╭──

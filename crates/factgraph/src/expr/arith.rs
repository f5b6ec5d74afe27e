//! Numeric semantics for the operator family.
//!
//! Promotion ladder: `Int` promotes to `Dollar` (whole dollars) or
//! `Rational`; `Dollar`/`Rational` arithmetic yields `Dollar`, rounding
//! half-to-even back onto the cent grid. Overflow and division by zero are
//! data conditions and collapse to `Incomplete`; combining types that have
//! no common arithmetic is a dictionary bug and fails the operation.

use std::cmp::Ordering;

use rust_decimal::prelude::ToPrimitive;
use rust_decimal::{Decimal, RoundingStrategy};

use crate::error::FactGraphError;
use crate::result::FactResult;
use crate::value::{Dollar, Rational, Value};

fn type_error(op: &str, a: &Value, b: &Value) -> FactGraphError {
    FactGraphError::dictionary(format!(
        "{} cannot combine {} and {}",
        op,
        a.type_name(),
        b.type_name()
    ))
}

fn unary_type_error(op: &str, a: &Value) -> FactGraphError {
    FactGraphError::dictionary(format!("{} cannot apply to {}", op, a.type_name()))
}

fn int_to_dollar(i: i32) -> Option<Dollar> {
    i64::from(i).checked_mul(100).map(Dollar::from_cents)
}

fn bankers_cents(d: Decimal) -> FactResult<Value> {
    match d
        .round_dp_with_strategy(0, RoundingStrategy::MidpointNearestEven)
        .to_i64()
    {
        Some(cents) => FactResult::Complete(Value::Dollar(Dollar::from_cents(cents))),
        None => FactResult::Incomplete,
    }
}

fn complete<T: Into<Value>>(v: T) -> FactResult<Value> {
    FactResult::Complete(v.into())
}

fn or_incomplete<T: Into<Value>>(v: Option<T>) -> FactResult<Value> {
    match v {
        Some(v) => FactResult::Complete(v.into()),
        None => FactResult::Incomplete,
    }
}

// ──────────────────────────────────────────────
// Addition / subtraction
// ──────────────────────────────────────────────

pub fn add(a: &Value, b: &Value) -> Result<FactResult<Value>, FactGraphError> {
    use Value::*;
    Ok(match (a, b) {
        (Int(x), Int(y)) => or_incomplete(x.checked_add(*y)),
        (Dollar(x), Dollar(y)) => or_incomplete(x.checked_add(*y)),
        (Int(x), Dollar(y)) | (Dollar(y), Int(x)) => {
            or_incomplete(int_to_dollar(*x).and_then(|d| d.checked_add(*y)))
        }
        (Rational(x), Rational(y)) => or_incomplete(x.checked_add(*y)),
        (Int(x), Rational(y)) | (Rational(y), Int(x)) => {
            or_incomplete(crate::value::Rational::from_int(i64::from(*x)).checked_add(*y))
        }
        (Dollar(x), Rational(y)) | (Rational(y), Dollar(x)) => {
            bankers_cents(Decimal::from(x.cents()) + y.to_decimal() * Decimal::ONE_HUNDRED)
        }
        (Days(x), Days(y)) => or_incomplete(x.checked_add(*y)),
        (Days(x), Int(y)) | (Int(y), Days(x)) => or_incomplete(x.checked_add(i64::from(*y))),
        (Day(d), Days(n)) | (Days(n), Day(d)) => match d.checked_add_days(*n) {
            Some(day) => complete_day(day),
            None => FactResult::Incomplete,
        },
        _ => return Err(type_error("Add", a, b)),
    })
}

fn complete_day(d: crate::value::Day) -> FactResult<Value> {
    FactResult::Complete(Value::Day(d))
}

pub fn subtract(a: &Value, b: &Value) -> Result<FactResult<Value>, FactGraphError> {
    use Value::*;
    Ok(match (a, b) {
        (Int(x), Int(y)) => or_incomplete(x.checked_sub(*y)),
        (Dollar(x), Dollar(y)) => or_incomplete(x.checked_sub(*y)),
        (Int(x), Dollar(y)) => or_incomplete(int_to_dollar(*x).and_then(|d| d.checked_sub(*y))),
        (Dollar(x), Int(y)) => or_incomplete(int_to_dollar(*y).and_then(|d| x.checked_sub(d))),
        (Rational(x), Rational(y)) => or_incomplete(x.checked_sub(*y)),
        (Int(x), Rational(y)) => {
            or_incomplete(crate::value::Rational::from_int(i64::from(*x)).checked_sub(*y))
        }
        (Rational(x), Int(y)) => {
            or_incomplete(x.checked_sub(crate::value::Rational::from_int(i64::from(*y))))
        }
        (Dollar(x), Rational(y)) => {
            bankers_cents(Decimal::from(x.cents()) - y.to_decimal() * Decimal::ONE_HUNDRED)
        }
        (Days(x), Days(y)) => or_incomplete(x.checked_sub(*y)),
        (Days(x), Int(y)) => or_incomplete(x.checked_sub(i64::from(*y))),
        (Day(d), Days(n)) => match n.checked_neg().and_then(|n| d.checked_add_days(n)) {
            Some(day) => complete_day(day),
            None => FactResult::Incomplete,
        },
        (Day(x), Day(y)) => complete(x.days_since(*y)),
        _ => return Err(type_error("Subtract", a, b)),
    })
}

// ──────────────────────────────────────────────
// Multiplication / division
// ──────────────────────────────────────────────

pub fn multiply(a: &Value, b: &Value) -> Result<FactResult<Value>, FactGraphError> {
    use Value::*;
    Ok(match (a, b) {
        (Int(x), Int(y)) => or_incomplete(x.checked_mul(*y)),
        (Int(x), Dollar(y)) | (Dollar(y), Int(x)) => {
            or_incomplete(y.cents().checked_mul(i64::from(*x)).map(crate::value::Dollar::from_cents))
        }
        (Rational(x), Rational(y)) => or_incomplete(x.checked_mul(*y)),
        (Int(x), Rational(y)) | (Rational(y), Int(x)) => {
            or_incomplete(crate::value::Rational::from_int(i64::from(*x)).checked_mul(*y))
        }
        (Dollar(x), Rational(y)) | (Rational(y), Dollar(x)) => match x.mul_rational(*y) {
            Ok(d) => complete(d),
            Err(_) => FactResult::Incomplete,
        },
        (Days(x), Int(y)) | (Int(y), Days(x)) => or_incomplete(x.checked_mul(i64::from(*y))),
        _ => return Err(type_error("Multiply", a, b)),
    })
}

pub fn divide(a: &Value, b: &Value) -> Result<FactResult<Value>, FactGraphError> {
    use Value::*;
    let rational = |n: i64, d: i64| match crate::value::Rational::new(n, d) {
        Ok(r) => FactResult::Complete(Value::Rational(r)),
        Err(_) => FactResult::Incomplete,
    };
    Ok(match (a, b) {
        (_, Int(0)) => FactResult::Incomplete,
        (_, Rational(r)) if r.is_zero() => FactResult::Incomplete,
        (_, Dollar(d)) if d.cents() == 0 => FactResult::Incomplete,
        (Int(x), Int(y)) => rational(i64::from(*x), i64::from(*y)),
        (Dollar(x), Int(y)) => {
            bankers_cents(Decimal::from(x.cents()) / Decimal::from(*y))
        }
        (Dollar(x), Rational(y)) => {
            bankers_cents(Decimal::from(x.cents()) * Decimal::from(y.denominator())
                / Decimal::from(y.numerator()))
        }
        (Dollar(x), Dollar(y)) => rational(x.cents(), y.cents()),
        (Rational(x), Rational(y)) => or_incomplete(x.checked_div(*y)),
        (Rational(x), Int(y)) => {
            or_incomplete(x.checked_div(crate::value::Rational::from_int(i64::from(*y))))
        }
        (Int(x), Rational(y)) => {
            or_incomplete(crate::value::Rational::from_int(i64::from(*x)).checked_div(*y))
        }
        _ => return Err(type_error("Divide", a, b)),
    })
}

// ──────────────────────────────────────────────
// Comparison
// ──────────────────────────────────────────────

/// Ordering with numeric promotion. `None` when the two types have no
/// common order (a dictionary bug for ordered comparisons; `Equal` treats
/// it as plain inequality only for identical kinds).
pub fn compare(a: &Value, b: &Value) -> Option<Ordering> {
    use Value::*;
    match (a, b) {
        (Int(x), Int(y)) => Some(x.cmp(y)),
        (Dollar(x), Dollar(y)) => Some(x.cmp(y)),
        (Rational(x), Rational(y)) => Some(x.cmp(y)),
        (Int(x), Dollar(y)) => Some(Decimal::from(*x).cmp(&y.to_decimal())),
        (Dollar(x), Int(y)) => Some(x.to_decimal().cmp(&Decimal::from(*y))),
        (Int(x), Rational(y)) => Some(Decimal::from(*x).cmp(&y.to_decimal())),
        (Rational(x), Int(y)) => Some(x.to_decimal().cmp(&Decimal::from(*y))),
        (Dollar(x), Rational(y)) => Some(x.to_decimal().cmp(&y.to_decimal())),
        (Rational(x), Dollar(y)) => Some(x.to_decimal().cmp(&y.to_decimal())),
        (Day(x), Day(y)) => Some(x.cmp(y)),
        (Days(x), Days(y)) => Some(x.cmp(y)),
        (Days(x), Int(y)) => Some(x.cmp(&i64::from(*y))),
        (Int(x), Days(y)) => Some(i64::from(*x).cmp(y)),
        (Str(x), Str(y)) => Some(x.cmp(y)),
        _ => None,
    }
}

/// Equality across promoted numeric kinds; same-kind values fall back to
/// structural equality. An enum compares equal to the bare string of its
/// chosen value, so dictionaries can test selections against literals.
pub fn values_equal(a: &Value, b: &Value) -> Result<bool, FactGraphError> {
    if a.kind() == b.kind() {
        return Ok(a == b);
    }
    match (a, b) {
        (Value::Enum(e), Value::Str(s)) | (Value::Str(s), Value::Enum(e)) => {
            return Ok(e.value() == s);
        }
        _ => {}
    }
    match compare(a, b) {
        Some(ord) => Ok(ord == Ordering::Equal),
        None => Err(type_error("Equal", a, b)),
    }
}

pub fn ordered(
    op: &str,
    a: &Value,
    b: &Value,
    accept: impl Fn(Ordering) -> bool,
) -> Result<FactResult<Value>, FactGraphError> {
    match compare(a, b) {
        Some(ord) => Ok(FactResult::Complete(Value::Bool(accept(ord)))),
        None => Err(type_error(op, a, b)),
    }
}

// ──────────────────────────────────────────────
// Rounding
// ──────────────────────────────────────────────

fn rational_to_int(r: Rational, strategy: RoundingStrategy) -> FactResult<Value> {
    match r.to_decimal().round_dp_with_strategy(0, strategy).to_i64() {
        Some(i) => match i32::try_from(i) {
            Ok(i) => FactResult::Complete(Value::Int(i)),
            Err(_) => FactResult::Incomplete,
        },
        None => FactResult::Incomplete,
    }
}

/// Round to whole units, half-to-even. Dollars stay dollars; rationals
/// become integers.
pub fn round(a: &Value) -> Result<FactResult<Value>, FactGraphError> {
    match a {
        Value::Dollar(d) => Ok(complete(d.round_to_whole())),
        Value::Rational(r) => Ok(rational_to_int(*r, RoundingStrategy::MidpointNearestEven)),
        Value::Int(i) => Ok(complete(*i)),
        other => Err(unary_type_error("Round", other)),
    }
}

pub fn round_to_int(a: &Value) -> Result<FactResult<Value>, FactGraphError> {
    match a {
        Value::Dollar(d) => {
            let whole = d.round_to_whole().cents() / 100;
            match i32::try_from(whole) {
                Ok(i) => Ok(complete(i)),
                Err(_) => Ok(FactResult::Incomplete),
            }
        }
        Value::Rational(r) => Ok(rational_to_int(*r, RoundingStrategy::MidpointNearestEven)),
        Value::Int(i) => Ok(complete(*i)),
        other => Err(unary_type_error("RoundToInt", other)),
    }
}

pub fn ceiling(a: &Value) -> Result<FactResult<Value>, FactGraphError> {
    match a {
        Value::Dollar(d) => Ok(complete(d.ceiling())),
        Value::Rational(r) => {
            match r.to_decimal().ceil().to_i64().and_then(|i| i32::try_from(i).ok()) {
                Some(i) => Ok(complete(i)),
                None => Ok(FactResult::Incomplete),
            }
        }
        Value::Int(i) => Ok(complete(*i)),
        other => Err(unary_type_error("Ceiling", other)),
    }
}

pub fn floor(a: &Value) -> Result<FactResult<Value>, FactGraphError> {
    match a {
        Value::Dollar(d) => Ok(complete(d.floor())),
        Value::Rational(r) => {
            match r.to_decimal().floor().to_i64().and_then(|i| i32::try_from(i).ok()) {
                Some(i) => Ok(complete(i)),
                None => Ok(FactResult::Incomplete),
            }
        }
        Value::Int(i) => Ok(complete(*i)),
        other => Err(unary_type_error("Floor", other)),
    }
}

// ──────────────────────────────────────────────
// Tests
// ──────────────────────────────────────────────

#[cfg(test)]
mod tests {
    use super::*;

    fn dollar(cents: i64) -> Value {
        Value::Dollar(Dollar::from_cents(cents))
    }

    fn rational(n: i64, d: i64) -> Value {
        Value::Rational(Rational::new(n, d).unwrap())
    }

    #[test]
    fn int_promotes_to_whole_dollars() {
        assert_eq!(
            add(&Value::Int(5), &dollar(50)).unwrap(),
            FactResult::Complete(dollar(550))
        );
    }

    #[test]
    fn dollar_rational_multiply_rounds_half_even() {
        // 1.25 * 1/10 = 12.5 cents -> 12 (nearest even)
        assert_eq!(
            multiply(&dollar(125), &rational(1, 10)).unwrap(),
            FactResult::Complete(dollar(12))
        );
    }

    #[test]
    fn divide_by_zero_is_incomplete() {
        assert_eq!(
            divide(&Value::Int(1), &Value::Int(0)).unwrap(),
            FactResult::Incomplete
        );
        assert_eq!(
            divide(&dollar(100), &rational(0, 5)).unwrap(),
            FactResult::Incomplete
        );
    }

    #[test]
    fn int_division_yields_rational() {
        assert_eq!(
            divide(&Value::Int(2), &Value::Int(4)).unwrap(),
            FactResult::Complete(rational(1, 2))
        );
    }

    #[test]
    fn dollar_division_rounds_half_even() {
        // 1.01 / 2 = 50.5 cents -> 50
        assert_eq!(
            divide(&dollar(101), &Value::Int(2)).unwrap(),
            FactResult::Complete(dollar(50))
        );
    }

    #[test]
    fn overflow_is_incomplete_not_fatal() {
        assert_eq!(
            add(&Value::Int(i32::MAX), &Value::Int(1)).unwrap(),
            FactResult::Incomplete
        );
    }

    #[test]
    fn incompatible_types_are_a_dictionary_bug() {
        assert!(add(&Value::Bool(true), &Value::Int(1)).is_err());
        assert!(multiply(&dollar(100), &dollar(100)).is_err());
    }

    #[test]
    fn date_arithmetic() {
        let day = Value::Day(crate::value::Day::parse("2024-02-28").unwrap());
        assert_eq!(
            add(&day, &Value::Days(2)).unwrap(),
            FactResult::Complete(Value::Day(crate::value::Day::parse("2024-03-01").unwrap()))
        );
        let other = Value::Day(crate::value::Day::parse("2024-01-01").unwrap());
        assert_eq!(
            subtract(&day, &other).unwrap(),
            FactResult::Complete(Value::Days(58))
        );
    }

    #[test]
    fn compare_promotes_across_numeric_kinds() {
        assert_eq!(compare(&Value::Int(1), &dollar(100)), Some(Ordering::Equal));
        assert_eq!(compare(&Value::Int(1), &rational(3, 2)), Some(Ordering::Less));
        assert_eq!(compare(&Value::Bool(true), &Value::Int(1)), None);
    }

    #[test]
    fn equal_same_kind_uses_structural_equality() {
        assert!(values_equal(&Value::Str("a".into()), &Value::Str("a".into())).unwrap());
        assert!(!values_equal(&Value::Bool(true), &Value::Bool(false)).unwrap());
        assert!(values_equal(&Value::Bool(true), &Value::Int(1)).is_err());
    }

    #[test]
    fn enum_compares_against_bare_strings() {
        let e = Value::Enum(crate::value::EnumValue::new("/opts", "open").unwrap());
        assert!(values_equal(&e, &Value::Str("open".into())).unwrap());
        assert!(!values_equal(&Value::Str("closed".into()), &e).unwrap());
    }

    #[test]
    fn rounding_family() {
        assert_eq!(round(&dollar(250)).unwrap(), FactResult::Complete(dollar(200)));
        assert_eq!(
            round_to_int(&dollar(34_950)).unwrap(),
            FactResult::Complete(Value::Int(350))
        );
        assert_eq!(
            ceiling(&rational(5, 2)).unwrap(),
            FactResult::Complete(Value::Int(3))
        );
        assert_eq!(
            floor(&rational(-5, 2)).unwrap(),
            FactResult::Complete(Value::Int(-3))
        );
    }
}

╰──

Copy every line of the listing where the word "back" appears.

Answer space:
//! half-to-even back onto the cent grid. Overflow and division by zero are
/// Equality across promoted numeric kinds; same-kind values fall back to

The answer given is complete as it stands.